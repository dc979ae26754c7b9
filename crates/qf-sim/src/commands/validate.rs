use std::error::Error;
use std::path::PathBuf;
use std::process;

use clap::Args;
use serde_json::json;
use tracing::info;

use super::load_registry;
use crate::emit_json;

#[derive(Args, Debug)]
pub struct ValidateArgs {
    /// Faction library (JSON, or bincode with a `.bin` extension).
    #[arg(long)]
    pub factions: PathBuf,
}

pub fn run(args: &ValidateArgs) -> Result<(), Box<dyn Error>> {
    let (_, registry) = load_registry(&args.factions)?;
    let violations = registry.validation_report();
    let valid = registry.validate_all();
    emit_json(
        None,
        &json!({
            "factions": registry.len(),
            "valid": valid,
            "violations": violations,
        }),
    )?;
    if !valid {
        process::exit(1);
    }
    info!(factions = registry.len(), "library is closed");
    Ok(())
}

■ ■ ■

PROMPT
Copy only the stretch running from the line containing "use clap::Args;" to the final line of the entries, both ends included, exactly as it stands.

PROBLEM SOLUTION
use clap::Args;
use serde_json::json;
use tracing::info;

use super::load_registry;
use crate::emit_json;

#[derive(Args, Debug)]
pub struct ValidateArgs {
    /// Faction library (JSON, or bincode with a `.bin` extension).
    #[arg(long)]
    pub factions: PathBuf,
}

pub fn run(args: &ValidateArgs) -> Result<(), Box<dyn Error>> {
    let (_, registry) = load_registry(&args.factions)?;
    let violations = registry.validation_report();
    let valid = registry.validate_all();
    emit_json(
        None,
        &json!({
            "factions": registry.len(),
            "valid": valid,
            "violations": violations,
        }),
    )?;
    if !valid {
        process::exit(1);
    }
    info!(factions = registry.len(), "library is closed");
    Ok(())
}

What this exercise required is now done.